I have not discovered any groundswell of support for the idea from riders, team managers or even fans of the sport. On the contrary, when Movistar boss Eusebio Unzué suggested a rule change that would allow any team losing a rider during the first week of a Grand Tour to replace him, an informal poll by CyclingUpToDate, which elicited 313 responses, found that two of three respondents were against it because it was “too easy to exploit.”

Remco Evenepoel
Remco Evenepoel’s Soudal-QuickStep finished the 2023 Giro d’Italia without six of the eight riders who started the race, including Evenepoel. The reason for almost all of the abandons was COVID-19, which played havoc with all sports for a few years. © Profimedia

Lefevere says no

Asked about the issue, the former Soudal-QuickStep boss Patrick Lefevere, one of the legends of the sport, came out against it, saying that a big appeal of cycling is seeing riders respond to misfortune and hardships.

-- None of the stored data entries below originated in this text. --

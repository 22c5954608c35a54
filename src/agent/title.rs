// ABOUTME: Conversation title generation — one buffered provider call, no tools.
// ABOUTME: The reply is trimmed and cut to a char cap; errors go straight back to the caller.

use crate::llm::{Message, Provider, ProviderError};

pub const TITLE_PROMPT: &str = "Generate a very short title (max 15 chars) for this conversation in English. Reply with ONLY the title, no quotes, no explanation.";

/// Cut `text` to at most `cap` chars without splitting a code point.
pub fn clamp_title(text: &str, cap: usize) -> String {
    text.trim().chars().take(cap).collect()
}

/// Ask the provider for a short label for `text`.
pub async fn generate_title(
    provider: &dyn Provider,
    text: &str,
    cap: usize,
) -> Result<String, ProviderError> {
    let messages = [Message::system(TITLE_PROMPT), Message::user(text)];
    let response = provider.chat(&messages, &[]).await?;
    Ok(clamp_title(&response.content, cap))
}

“Unfortunately, crashing and getting sick is part of it,” he told Het Laatste Nieuws. “A big part of your team’s success is being resilient, being able to switch to a Plan B. Those are the moments when the great champions rise up and bounce back from a setback. That’s what people want to see. Racing is like boxing: just because you’re hanging on the ropes at a certain moment doesn’t mean that you lose the match.”

Lefevere also questioned how you could determine if a rider is unwell or injured to the extent that they must leave a race, as opposed to simply in bad form. That way, teams could replace a weak rider with one of their better riders who has been held in reserve and is coming into the race fresher than his peers.

Matxin Joxean Fernández, team manager of UAE Team Emirates–XRG,  had similar reservations. “It’s complicated,” he told Het Laatste Nieuws. “Who is going to evaluate whether a crash is big enough? How serious should an injury be? Do you have to break your kneecap or is pain in your knee enough? And what about fatigue? After two weeks of racing, exhaustion seems very much like being sick.”

The Tour de France is like climbing the Everest

But Fernández had a suggestion of his own that would involve changes to the peloton late in a Grand Tour race. “With no medical criteria, I would give each team the right to switch one rider in the last week.”

That would certainly suit the big GC riders such as Fernández’s superstar, Tadej Pogačar, or his arch-rival at Visma–Lease a Bike, Jonas Vingegaard, because they could get one rested support rider for the mountains. Or, depending on the nature of the stages in the last week, a team could insert a fresh sprinter to try and win some races against tired opponents. And if everyone has the chance to make a change, then it’s fair.

Yes, fair it may be, but it’s also cheesy. Lefevere is right. Any substitution would reduce the credibility of the race and also of the riders. Imagine a team trying to climb Mount Everest when, halfway up, one of the climbers falls ill. A substitute mountaineer is helicoptered in and finishes the climb with the team. “We did it,” they rejoice when they’ve come off the mountain.

Well, yes, but, ahm, you didn’t really. Lefevere’s boxing metaphor is very good, but I’ve always seen riding in the Tour de France as akin to mountain climbing. There are the individual mountains to climb, of course, but the course itself is like a mountain that needs to be climbed from stage 1 to the “summit finish” of stage 21. This year, that mountain will be 3,320 km high. You either climb it from start to finish or you don’t climb it at all.